use rand::Rng;

use super::{Cell, CellPos, GameError, Grid, Result};

/// Validated board dimensions and mine count.
///
/// A `BoardConfig` can only be obtained through [`BoardConfig::new()`], so any
/// value of this type describes a playable board: at least one cell, at least
/// one mine, and at least one safe cell.
#[derive(Debug, Copy, Clone, PartialEq, Eq)]
pub struct BoardConfig {
    width: u32,
    height: u32,
    mines: u32,
}
impl BoardConfig {
    /// Validates board dimensions and mine count.
    pub fn new(width: u32, height: u32, mines: u32) -> Result<Self> {
        if width == 0 || height == 0 {
            return Err(GameError::InvalidConfiguration(format!(
                "board must be at least 1x1, not {}x{}",
                width, height,
            )));
        }
        let total_cells = u64::from(width) * u64::from(height);
        if total_cells > u64::from(u32::MAX) {
            return Err(GameError::InvalidConfiguration(format!(
                "{}x{} board has too many cells",
                width, height,
            )));
        }
        if mines == 0 || u64::from(mines) >= total_cells {
            return Err(GameError::InvalidConfiguration(format!(
                "mine count must be between 1 and {} for a {}x{} board, not {}",
                total_cells.saturating_sub(1),
                width,
                height,
                mines,
            )));
        }
        Ok(Self {
            width,
            height,
            mines,
        })
    }

    /// Returns the number of columns.
    pub fn width(self) -> u32 {
        self.width
    }
    /// Returns the number of rows.
    pub fn height(self) -> u32 {
        self.height
    }
    /// Returns the number of mines.
    pub fn mines(self) -> u32 {
        self.mines
    }
    /// Returns the number of cells that are not mines.
    pub fn safe_cells(self) -> u32 {
        self.width * self.height - self.mines
    }
}

/// Progress of a round.
#[derive(Debug, Copy, Clone, PartialEq, Eq)]
pub enum GameStatus {
    /// The player may still reveal cells.
    InProgress,
    /// The player revealed a mine.
    Lost,
    /// The player revealed every safe cell.
    Won,
}
impl Default for GameStatus {
    fn default() -> Self {
        GameStatus::InProgress
    }
}
impl GameStatus {
    /// Returns `true` if the round is over.
    pub fn is_finished(self) -> bool {
        matches!(self, GameStatus::Lost | GameStatus::Won)
    }
}

/// Effect of a successful call to [`Board::reveal()`].
#[derive(Debug, Copy, Clone, PartialEq, Eq)]
pub enum RevealOutcome {
    /// The cell was already revealed.
    NoChange,
    /// One or more safe cells were revealed and the round continues.
    Revealed,
    /// The cell was a mine; the round is lost.
    HitMine,
    /// The last safe cell was revealed; the round is won.
    Won,
}

/// Minesweeper board with a fixed size and mine layout.
#[derive(Debug, Clone, PartialEq, Eq)]
pub struct Board {
    config: BoardConfig,
    cells: Grid<Cell>,
    status: GameStatus,
    /// Number of safe cells revealed so far.
    revealed_count: u32,
}
impl Board {
    /// Returns a board with mines placed uniformly at random using `rng`.
    ///
    /// Each mine position is sampled independently, and resampled if it
    /// already holds a mine. Use [`BoardConfig::new()`] to validate the
    /// dimensions and mine count first.
    pub fn new<R: Rng + ?Sized>(config: BoardConfig, rng: &mut R) -> Self {
        let mut board = Self::empty(config);
        let mut placed = 0;
        while placed < config.mines {
            let pos = CellPos(rng.gen_range(0..config.width), rng.gen_range(0..config.height));
            if board.place_mine(pos) {
                placed += 1;
            }
        }
        board
    }

    /// Returns a board with mines at exactly the given positions.
    #[cfg(test)]
    pub fn from_mines(width: u32, height: u32, mines: &[CellPos]) -> Result<Self> {
        let mine_count = u32::try_from(mines.len()).map_err(|_| {
            GameError::InvalidConfiguration(format!("too many mines: {}", mines.len()))
        })?;
        let mut board = Self::empty(BoardConfig::new(width, height, mine_count)?);
        for &pos in mines {
            if !board.cells.contains(pos) {
                return Err(GameError::OutOfBounds { x: pos.0, y: pos.1 });
            }
            if !board.place_mine(pos) {
                return Err(GameError::InvalidConfiguration(format!(
                    "duplicate mine at ({}, {})",
                    pos.0, pos.1,
                )));
            }
        }
        Ok(board)
    }

    fn empty(config: BoardConfig) -> Self {
        Self {
            config,
            cells: Grid::filled(config.width, config.height, Cell::default()),
            status: GameStatus::default(),
            revealed_count: 0,
        }
    }

    /// Places a mine and updates the counts of its neighbors. Returns `false`
    /// if there is already a mine there.
    fn place_mine(&mut self, pos: CellPos) -> bool {
        match self.cells.get_mut(pos) {
            Some(cell) if !cell.is_mine => cell.is_mine = true,
            _ => return false,
        }
        for nbr in self.cells.neighbors(pos) {
            if let Some(cell) = self.cells.get_mut(nbr) {
                if !cell.is_mine {
                    cell.adjacent_mines += 1;
                }
            }
        }
        true
    }

    /// Returns the validated configuration the board was built from.
    pub fn config(&self) -> BoardConfig {
        self.config
    }
    /// Returns the number of columns.
    pub fn width(&self) -> u32 {
        self.config.width()
    }
    /// Returns the number of rows.
    pub fn height(&self) -> u32 {
        self.config.height()
    }
    /// Returns the number of mines.
    pub fn mine_count(&self) -> u32 {
        self.config.mines()
    }
    /// Returns the progress of the round.
    pub fn status(&self) -> GameStatus {
        self.status
    }
    /// Returns the number of safe cells revealed so far.
    pub fn revealed_count(&self) -> u32 {
        self.revealed_count
    }
    /// Returns a cell, or `None` if the position is outside the board.
    pub fn cell(&self, pos: CellPos) -> Option<Cell> {
        self.cells.get(pos).copied()
    }

    /// Returns a copy of everything a renderer needs to draw the board.
    pub fn snapshot(&self) -> BoardSnapshot {
        BoardSnapshot {
            cells: self.cells.clone(),
        }
    }

    /// Reveals a cell.
    ///
    /// Revealing a mine loses the round. Revealing a cell with no adjacent
    /// mines also reveals its neighbors, spreading across the whole connected
    /// region of such cells and stopping at numbered cells. Revealing the last
    /// safe cell wins the round.
    ///
    /// Fails without changing anything if `pos` is outside the board or the
    /// round is already over.
    pub fn reveal(&mut self, pos: CellPos) -> Result<RevealOutcome> {
        let cell = self.cell(pos).ok_or(GameError::OutOfBounds { x: pos.0, y: pos.1 })?;
        if self.status.is_finished() {
            return Err(GameError::InvalidStateTransition);
        }
        if cell.is_revealed {
            return Ok(RevealOutcome::NoChange);
        }

        if cell.is_mine {
            self.mark_revealed(pos);
            self.status = GameStatus::Lost;
            return Ok(RevealOutcome::HitMine);
        }

        self.flood_reveal(pos);

        if self.revealed_count == self.config.safe_cells() {
            self.status = GameStatus::Won;
            Ok(RevealOutcome::Won)
        } else {
            Ok(RevealOutcome::Revealed)
        }
    }

    /// Reveals a safe cell and, if it has no adjacent mines, the surrounding
    /// region.
    fn flood_reveal(&mut self, start: CellPos) {
        let mut stack = vec![start];
        self.mark_revealed(start);
        while let Some(pos) = stack.pop() {
            if self.cell(pos).map_or(true, |cell| cell.adjacent_mines != 0) {
                continue;
            }
            // No neighbor of a zero cell is a mine.
            for nbr in self.cells.neighbors(pos) {
                if self.mark_revealed(nbr) {
                    stack.push(nbr);
                }
            }
        }
    }

    /// Marks a cell as revealed. Returns `false` if it was already revealed.
    fn mark_revealed(&mut self, pos: CellPos) -> bool {
        match self.cells.get_mut(pos) {
            Some(cell) if !cell.is_revealed => {
                cell.is_revealed = true;
                if !cell.is_mine {
                    self.revealed_count += 1;
                }
                true
            }
            _ => false,
        }
    }
}

/// Full copy of a board's cells at one instant.
#[derive(Debug, Clone, PartialEq, Eq)]
pub struct BoardSnapshot {
    cells: Grid<Cell>,
}
impl BoardSnapshot {
    /// Returns the number of columns.
    pub fn width(&self) -> u32 {
        self.cells.width()
    }
    /// Returns the number of rows.
    pub fn height(&self) -> u32 {
        self.cells.height()
    }
    /// Returns an iterator over all cells and their positions, row by row.
    pub fn cells(&self) -> impl Iterator<Item = (CellPos, Cell)> + '_ {
        self.cells.iter().map(|(pos, &cell)| (pos, cell))
    }
}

◆ **EXERCISE AIM**: Copy out every line of the data that includes "false".

◆ **ANSWER BOX**:
    /// Places a mine and updates the counts of its neighbors. Returns `false`
            _ => return false,
    /// Marks a cell as revealed. Returns `false` if it was already revealed.
            _ => false,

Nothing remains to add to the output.